> _About this exercise_:
What lines below mention the word "contains"? Copy each one.

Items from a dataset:

Segment Open

//! Fixed, exponential, and significant-digit notation.
//!
//! Rendering works on the exact decimal expansion of the `f64`, rounding
//! half away from zero at the requested digit. Rust's built-in float
//! formatting rounds exact ties to even (`format!("{:.0}", 2.5) == "2"`),
//! whereas the notation here yields `"3"`.

use crate::error::{NumberError, NumberResult};
use crate::validate::{ensure_decimals, ensure_number};

/// Every finite `f64` has at most this many fractional decimal digits.
const EXACT_FRACTION_DIGITS: usize = 1074;

/// Largest significant-digit count accepted by [`to_significant_digits`].
pub const MAX_SIGNIFICANT_DIGITS: u32 = 100;

/// Exact decimal digits of a non-negative finite value.
///
/// The value equals `0.d1 d2 d3 ... × 10^point`. `digits` has no leading
/// zeros and is empty for zero.
#[derive(Debug, Clone, PartialEq)]
struct DecimalDigits {
    digits: Vec<u8>,
    point: i32,
}

impl DecimalDigits {
    fn exact(abs: f64) -> Self {
        let text = format!("{:.*}", EXACT_FRACTION_DIGITS, abs);
        let (int_part, frac_part) = text.split_once('.').unwrap_or((text.as_str(), ""));
        let mut digits: Vec<u8> = int_part
            .bytes()
            .chain(frac_part.bytes())
            .map(|b| b - b'0')
            .collect();
        let mut point = int_part.len() as i32;

        let leading = digits.iter().take_while(|&&d| d == 0).count();
        digits.drain(..leading);
        point -= leading as i32;
        while digits.last() == Some(&0) {
            digits.pop();
        }
        if digits.is_empty() {
            point = 0;
        }
        Self { digits, point }
    }

    /// Round half up so that exactly `keep` digits remain (zero-padded).
    ///
    /// A carry out of the leading digit shifts the point by one.
    fn round_to(&self, keep: i32) -> Self {
        if keep < 0 {
            return Self {
                digits: Vec::new(),
                point: self.point,
            };
        }
        let keep = keep as usize;
        let mut digits: Vec<u8> = self.digits.iter().copied().take(keep).collect();
        digits.resize(keep, 0);
        let mut point = self.point;

        if self.digits.get(keep).is_some_and(|&d| d >= 5) {
            let mut index = keep;
            loop {
                if index == 0 {
                    digits.insert(0, 1);
                    digits.truncate(keep.max(1));
                    point += 1;
                    break;
                }
                index -= 1;
                if digits[index] == 9 {
                    digits[index] = 0;
                } else {
                    digits[index] += 1;
                    break;
                }
            }
        }
        Self { digits, point }
    }

    fn digit_char(d: u8) -> char {
        char::from(b'0' + d)
    }
}

/// Render `value` with exactly `decimals` fractional digits.
///
/// Matches ECMAScript `Number.prototype.toFixed` for finite values below
/// `1e21`: exact ties round away from zero and a negative value that rounds
/// to zero keeps its sign (`-0.001 -> "-0.00"`). Negative zero renders
/// without a sign. Magnitudes from `1e21` up render as [`number_to_string`].
pub(crate) fn to_fixed(value: f64, decimals: u32) -> String {
    if value.abs() >= 1e21 {
        return number_to_string(value);
    }
    let negative = value < 0.0;
    let exact = DecimalDigits::exact(value.abs());
    let decimals = decimals as i32;

    // Digits kept: everything down to the 10^-decimals place.
    let rounded = exact.round_to(exact.point + decimals);
    let digit_at = |index: i32| -> char {
        let digit = usize::try_from(index)
            .ok()
            .and_then(|i| rounded.digits.get(i).copied())
            .unwrap_or(0);
        DecimalDigits::digit_char(digit)
    };

    let mut out = String::new();
    if negative {
        out.push('-');
    }
    if rounded.point > 0 {
        out.extend((0..rounded.point).map(digit_at));
    } else {
        out.push('0');
    }
    if decimals > 0 {
        out.push('.');
        out.extend((1..=decimals).map(|place| digit_at(rounded.point - 1 + place)));
    }
    out
}

/// Render `value` in exponential notation with `fraction_digits` mantissa digits.
///
/// Output shape follows ECMAScript: `"1.23e+4"`, `"5.00e-3"`, `"0.00e+0"`.
pub(crate) fn exponential_string(value: f64, fraction_digits: u32) -> String {
    let negative = value < 0.0;
    let exact = DecimalDigits::exact(value.abs());
    let rounded = exact.round_to(fraction_digits as i32 + 1);

    let exponent = if exact.digits.is_empty() {
        0
    } else {
        rounded.point - 1
    };
    let mut mantissa = String::new();
    for (i, &digit) in rounded.digits.iter().enumerate() {
        if i == 1 {
            mantissa.push('.');
        }
        mantissa.push(DecimalDigits::digit_char(digit));
    }

    let sign = if negative { "-" } else { "" };
    let exp_sign = if exponent < 0 { '-' } else { '+' };
    format!("{sign}{mantissa}e{exp_sign}{}", exponent.abs())
}

/// Render `value` the way ECMAScript `String(number)` does.
///
/// Shortest round-trip digits, exponential form for magnitudes at or above
/// `1e21` or below `1e-6`, and `"NaN"`/`"Infinity"` for non-finite values.
pub fn number_to_string(value: f64) -> String {
    if value.is_nan() {
        return "NaN".to_string();
    }
    if value.is_infinite() {
        return if value > 0.0 { "Infinity" } else { "-Infinity" }.to_string();
    }
    if value == 0.0 {
        return "0".to_string();
    }
    let abs = value.abs();
    if (1e-6..1e21).contains(&abs) {
        return format!("{value}");
    }
    let text = format!("{value:e}");
    match text.split_once('e') {
        Some((mantissa, exponent)) if !exponent.starts_with('-') => {
            format!("{mantissa}e+{exponent}")
        }
        _ => text,
    }
}

/// Convert `value` to exponential notation with `precision` fractional digits.
///
/// # Examples
///
/// ```rust
/// use numkit::to_exponential;
///
/// assert_eq!(to_exponential(12345.0, 2).unwrap(), "1.23e+4");
/// assert_eq!(to_exponential(0.00456, 1).unwrap(), "4.6e-3");
/// assert!(to_exponential(f64::NAN, 2).is_err());
/// ```
pub fn to_exponential(value: f64, precision: u32) -> NumberResult<String> {
    ensure_number(value, "value")?;
    ensure_decimals(precision, "precision")?;
    Ok(exponential_string(value, precision))
}

/// Round `value` to `digits` significant digits.
///
/// # Examples
///
/// ```rust
/// use numkit::to_significant_digits;
///
/// assert_eq!(to_significant_digits(1234.567, 3).unwrap(), 1230.0);
/// assert_eq!(to_significant_digits(0.0001234, 3).unwrap(), 0.000123);
/// assert!(to_significant_digits(1.0, 0).is_err());
/// ```
pub fn to_significant_digits(value: f64, digits: u32) -> NumberResult<f64> {
    ensure_number(value, "value")?;
    if digits == 0 || digits > MAX_SIGNIFICANT_DIGITS {
        return Err(NumberError::new(format!(
            "Significant digits must be between 1 and {MAX_SIGNIFICANT_DIGITS}, got {digits}"
        )));
    }
    exponential_string(value, digits - 1)
        .parse::<f64>()
        .map_err(|e| NumberError::new(format!("Failed to round {value} to {digits} digits: {e}")))
}
//! CLI module for the wardrobe-parse service
//!
//! This module is only available when the "cli" feature is enabled.

mod config;
#[path = "main.rs"]
mod main_impl;

pub use main_impl::{main, Cli, Commands, DEFAULT_BIND, ENV_BIND};
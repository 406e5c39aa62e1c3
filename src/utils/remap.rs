//! Logit upsampling and inverse mapping back to image coordinates

use crate::{
    error::{Result, WardrobeError},
    types::ParsingMap,
    utils::transform::{warp_affine, FrameGeometry},
};
use ndarray::{Array2, Array3, ArrayView3, Array4, Axis};

/// Bilinearly resize an NCHW head (batch 1) to `out_height` x `out_width`
/// with aligned corners, returning HWC.
///
/// Corner pixels of the input map exactly onto corner pixels of the output.
///
/// # Errors
/// - Batch size other than 1
/// - Empty spatial dimensions
#[allow(clippy::indexing_slicing)]
pub fn resize_bilinear_align_corners(
    head: &Array4<f32>,
    out_height: usize,
    out_width: usize,
) -> Result<Array3<f32>> {
    let (batch, channels, src_h, src_w) = head.dim();
    if batch != 1 {
        return Err(WardrobeError::processing(format!(
            "Expected a single-image head, got batch size {}",
            batch
        )));
    }
    if src_h == 0 || src_w == 0 || out_height == 0 || out_width == 0 {
        return Err(WardrobeError::processing(format!(
            "Cannot resize {}x{} head to {}x{}",
            src_w, src_h, out_width, out_height
        )));
    }

    let head = head.index_axis(Axis(0), 0);
    let scale_y = (src_h as f32 - 1.0) / (out_height as f32 - 1.0).max(1.0);
    let scale_x = (src_w as f32 - 1.0) / (out_width as f32 - 1.0).max(1.0);

    let mut out = Array3::<f32>::zeros((out_height, out_width, channels));
    for y in 0..out_height {
        let src_y = (y as f32 * scale_y).min((src_h - 1) as f32);
        let y0 = src_y.floor() as usize;
        let y1 = (y0 + 1).min(src_h - 1);
        let fy = src_y.fract();

        for x in 0..out_width {
            let src_x = (x as f32 * scale_x).min((src_w - 1) as f32);
            let x0 = src_x.floor() as usize;
            let x1 = (x0 + 1).min(src_w - 1);
            let fx = src_x.fract();

            for c in 0..channels {
                out[[y, x, c]] = head[[c, y0, x0]] * (1.0 - fx) * (1.0 - fy)
                    + head[[c, y0, x1]] * fx * (1.0 - fy)
                    + head[[c, y1, x0]] * (1.0 - fx) * fy
                    + head[[c, y1, x1]] * fx * fy;
            }
        }
    }

    Ok(out)
}

/// Maps frame-resolution logits back onto the original image
pub struct LogitRemapper;

impl LogitRemapper {
    /// Warp frame logits (HWC) to the original resolution.
    ///
    /// Each original pixel `p` samples the frame at `forward(p)`; pixels whose
    /// sample falls outside the frame receive zero logits.
    ///
    /// # Errors
    /// - Logits do not have the frame's spatial size
    /// - Singular frame transform
    pub fn remap(frame_logits: &Array3<f32>, geometry: &FrameGeometry) -> Result<Array3<f32>> {
        let (frame_h, frame_w, _) = frame_logits.dim();
        let expected = (
            geometry.frame_size.0 as usize,
            geometry.frame_size.1 as usize,
        );
        if (frame_h, frame_w) != expected {
            return Err(WardrobeError::processing_stage_error(
                "remap",
                "logits do not match the network frame",
                Some(&format!(
                    "{}x{} vs {}x{}",
                    frame_w, frame_h, expected.1, expected.0
                )),
            ));
        }

        let (width, height) = geometry.source_size;
        warp_affine(
            frame_logits,
            &geometry.inverse,
            height as usize,
            width as usize,
        )
    }

    /// Per-pixel arg-max over the class axis; ties resolve to the lower index
    ///
    /// # Errors
    /// - No classes, or more classes than fit a `u8` index
    pub fn argmax(logits: &Array3<f32>) -> Result<ParsingMap> {
        Self::argmax_view(logits.view())
    }

    #[allow(clippy::indexing_slicing)]
    fn argmax_view(logits: ArrayView3<'_, f32>) -> Result<ParsingMap> {
        let (height, width, channels) = logits.dim();
        if channels == 0 || channels > usize::from(u8::MAX) + 1 {
            return Err(WardrobeError::processing(format!(
                "Cannot take arg-max over {} classes",
                channels
            )));
        }

        let mut classes = Array2::<u8>::zeros((height, width));
        for y in 0..height {
            for x in 0..width {
                let mut best = 0usize;
                let mut best_value = logits[[y, x, 0]];
                for c in 1..channels {
                    let value = logits[[y, x, c]];
                    if value > best_value {
                        best = c;
                        best_value = value;
                    }
                }
                classes[[y, x]] = best as u8;
            }
        }

        Ok(ParsingMap::new(classes))
    }
}
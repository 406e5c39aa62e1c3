//! Morphological cleanup of item masks

use image::{GrayImage, Luma};
use imageproc::morphology::{grayscale_dilate, grayscale_erode, Mask};

/// Side length of the structuring element used for cleanup
pub const CLEANUP_KERNEL_SIZE: u32 = 7;

/// Elliptical structuring element, row-for-row identical to OpenCV's
/// `getStructuringElement(MORPH_ELLIPSE, (size, size))`.
#[must_use]
pub fn ellipse_element(size: u32) -> GrayImage {
    let size = size.max(1);
    let radius = f64::from(size / 2);
    let inv_r2 = if radius > 0.0 { 1.0 / (radius * radius) } else { 0.0 };
    let mut element = GrayImage::new(size, size);

    for row in 0..size {
        let dy = f64::from(row) - radius;
        let half_width = if dy.abs() <= radius {
            (radius * (1.0 - dy * dy * inv_r2).max(0.0).sqrt()).round() as i64
        } else {
            0
        };
        let start = (i64::from(size / 2) - half_width).max(0) as u32;
        let end = (i64::from(size / 2) + half_width + 1).min(i64::from(size)) as u32;
        for col in start..end {
            element.put_pixel(col, row, Luma([255]));
        }
    }

    element
}

/// Opening then closing with an elliptical element
pub struct MaskCleaner {
    element: Mask,
}

impl Default for MaskCleaner {
    fn default() -> Self {
        Self::new(CLEANUP_KERNEL_SIZE)
    }
}

impl MaskCleaner {
    #[must_use]
    pub fn new(kernel_size: u32) -> Self {
        let element = ellipse_element(kernel_size);
        let center = (element.width() / 2) as u8;
        Self {
            element: Mask::from_image(&element, center, center),
        }
    }

    /// Remove speckles (open, once) then fill small holes (close, twice).
    ///
    /// The close step dilates twice then erodes twice.
    #[must_use]
    pub fn clean(&self, mask: &GrayImage) -> GrayImage {
        let opened = grayscale_dilate(&grayscale_erode(mask, &self.element), &self.element);

        let dilated = grayscale_dilate(&grayscale_dilate(&opened, &self.element), &self.element);
        grayscale_erode(&grayscale_erode(&dilated, &self.element), &self.element)
    }
}

#[cfg(test)]
mod tests {
    use super::*;

    fn rect_mask(width: u32, height: u32, rect: (u32, u32, u32, u32)) -> GrayImage {
        let (x0, y0, x1, y1) = rect;
        GrayImage::from_fn(width, height, |x, y| {
            Luma([if x >= x0 && x < x1 && y >= y0 && y < y1 { 255 } else { 0 }])
        })
    }

    fn row_pattern(element: &GrayImage, row: u32) -> String {
        (0..element.width())
            .map(|x| if element.get_pixel(x, row)[0] > 0 { '1' } else { '0' })
            .collect()
    }

    #[test]
    fn test_ellipse_matches_opencv() {
        let element = ellipse_element(7);
        let rows: Vec<String> = (0..7).map(|r| row_pattern(&element, r)).collect();
        assert_eq!(
            rows,
            vec!["0001000", "0111110", "1111111", "1111111", "1111111", "0111110", "0001000"]
        );
    }

    #[test]
    fn test_speckle_removal() {
        let mut mask = rect_mask(60, 60, (10, 10, 40, 40));
        // Isolated 2x2 speckle far from the rectangle
        for (x, y) in [(52, 52), (53, 52), (52, 53), (53, 53)] {
            mask.put_pixel(x, y, Luma([255]));
        }

        let cleaned = MaskCleaner::default().clean(&mask);
        assert_eq!(cleaned.get_pixel(52, 52)[0], 0);
        assert_eq!(cleaned.get_pixel(25, 25)[0], 255);
    }

    #[test]
    fn test_hole_filling() {
        let mut mask = rect_mask(60, 60, (10, 10, 50, 50));
        for y in 28..31 {
            for x in 28..31 {
                mask.put_pixel(x, y, Luma([0]));
            }
        }

        let cleaned = MaskCleaner::default().clean(&mask);
        assert_eq!(cleaned.get_pixel(29, 29)[0], 255);
    }

    #[test]
    fn test_large_rectangle_keeps_extent() {
        let mask = rect_mask(80, 80, (20, 15, 60, 70));
        let cleaned = MaskCleaner::default().clean(&mask);

        // Edge midpoints survive; nothing grows outside the original box
        assert_eq!(cleaned.get_pixel(20, 40)[0], 255);
        assert_eq!(cleaned.get_pixel(59, 40)[0], 255);
        assert_eq!(cleaned.get_pixel(40, 15)[0], 255);
        assert_eq!(cleaned.get_pixel(40, 69)[0], 255);
        for (x, y, p) in cleaned.enumerate_pixels() {
            if p[0] > 0 {
                assert!((20..60).contains(&x) && (15..70).contains(&y));
            }
        }
    }

    #[test]
    fn test_empty_mask_stays_empty() {
        let mask = GrayImage::new(32, 32);
        let cleaned = MaskCleaner::default().clean(&mask);
        assert!(cleaned.pixels().all(|p| p[0] == 0));
    }
}
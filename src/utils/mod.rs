//! Pipeline building blocks
//!
//! Each stage of the parsing pipeline lives in its own module:
//! geometry and preprocessing, logit remapping, item aggregation,
//! morphological cleanup and cutout extraction.

pub mod aggregate;
pub mod cutout;
pub mod morphology;
pub mod preprocessing;
pub mod providers;
pub mod remap;
pub mod transform;
pub mod validation;

pub use aggregate::{ItemAggregator, MinPixelRule};
pub use cutout::{bounding_box, BoundingBox, CutoutExtractor};
pub use morphology::MaskCleaner;
pub use preprocessing::ImagePreprocessor;
pub use providers::{ExecutionProviderManager, ProviderInfo};
pub use remap::{resize_bilinear_align_corners, LogitRemapper};
pub use transform::{get_affine_transform, warp_affine, AffineTransform, FrameGeometry};
pub use validation::TensorValidator;
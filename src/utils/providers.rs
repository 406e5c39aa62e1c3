//! Backend and execution provider parsing
//!
//! Devices are requested either as a bare device (`SCHP_DEVICE=cuda`) or as a
//! combined `backend:device` string (`onnx:mps`, `tract:cpu`).

use crate::{
    config::ExecutionProvider,
    error::{Result, WardrobeError},
    processor::BackendType,
};

/// Information about an execution provider
#[derive(Debug, Clone)]
pub struct ProviderInfo {
    pub name: String,
    pub backend_type: BackendType,
    pub execution_provider: ExecutionProvider,
    pub available: bool,
    pub description: String,
}

/// Utility for parsing and managing execution providers
pub struct ExecutionProviderManager;

impl ExecutionProviderManager {
    /// Parse an execution provider string in format `backend[:device]`
    ///
    /// # Examples
    /// ```rust
    /// use wardrobe_parse::utils::ExecutionProviderManager;
    /// use wardrobe_parse::{BackendType, ExecutionProvider};
    ///
    /// let (backend, provider) = ExecutionProviderManager::parse_provider_string("onnx:mps").unwrap();
    /// assert_eq!(backend, BackendType::Onnx);
    /// assert_eq!(provider, ExecutionProvider::CoreMl);
    /// ```
    ///
    /// # Errors
    /// - Unknown backend or device
    /// - GPU device requested for the tract backend
    pub fn parse_provider_string(provider_str: &str) -> Result<(BackendType, ExecutionProvider)> {
        let (backend, device) = match provider_str.split_once(':') {
            Some((backend, device)) => (backend, Some(device)),
            None => (provider_str, None),
        };

        let backend_type: BackendType = backend.parse()?;
        let execution_provider = match device {
            Some(device) => device.parse()?,
            None => Self::default_provider_for_backend(backend_type),
        };

        if backend_type == BackendType::Tract
            && matches!(
                execution_provider,
                ExecutionProvider::Cuda | ExecutionProvider::CoreMl
            )
        {
            return Err(WardrobeError::invalid_config(format!(
                "Unknown Tract provider: {}. Tract only supports 'cpu'",
                execution_provider
            )));
        }

        Ok((backend_type, execution_provider))
    }

    /// Get a list of all provider combinations with availability status
    #[must_use]
    pub fn list_all_providers() -> Vec<ProviderInfo> {
        let mut providers = Vec::new();

        #[cfg(feature = "onnx")]
        let onnx: Vec<(String, bool, String)> = crate::backends::OnnxBackend::list_providers();
        #[cfg(not(feature = "onnx"))]
        let onnx: Vec<(String, bool, String)> = Vec::new();

        let onnx_available = |name: &str| {
            onnx.iter()
                .any(|(provider, available, _)| provider.eq_ignore_ascii_case(name) && *available)
        };

        for (provider, description) in [
            (ExecutionProvider::Auto, "ONNX Runtime, CoreML > CUDA > CPU"),
            (ExecutionProvider::Cpu, "ONNX Runtime CPU execution"),
            (ExecutionProvider::Cuda, "ONNX Runtime CUDA GPU acceleration"),
            (ExecutionProvider::CoreMl, "ONNX Runtime CoreML (Apple Silicon) acceleration"),
        ] {
            let available = match provider {
                ExecutionProvider::Auto => onnx_available("cpu"),
                other => onnx_available(&other.to_string()),
            };
            providers.push(ProviderInfo {
                name: Self::provider_to_string(BackendType::Onnx, provider),
                backend_type: BackendType::Onnx,
                execution_provider: provider,
                available,
                description: description.to_string(),
            });
        }

        providers.push(ProviderInfo {
            name: Self::provider_to_string(BackendType::Tract, ExecutionProvider::Cpu),
            backend_type: BackendType::Tract,
            execution_provider: ExecutionProvider::Cpu,
            available: cfg!(feature = "tract"),
            description: "Pure Rust CPU inference via Tract".to_string(),
        });

        providers
    }

    /// Get the default provider for a given backend type
    #[must_use]
    pub fn default_provider_for_backend(backend_type: BackendType) -> ExecutionProvider {
        match backend_type {
            BackendType::Onnx => ExecutionProvider::Auto,
            BackendType::Tract => ExecutionProvider::Cpu,
        }
    }

    /// Convert backend type and execution provider back to string
    #[must_use]
    pub fn provider_to_string(backend_type: BackendType, provider: ExecutionProvider) -> String {
        format!("{}:{}", backend_type, provider)
    }
}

Segment Closed

> _Written answer_:
    if (1e-6..1e21).contains(&abs) {
                assert!((20..60).contains(&x) && (15..70).contains(&y));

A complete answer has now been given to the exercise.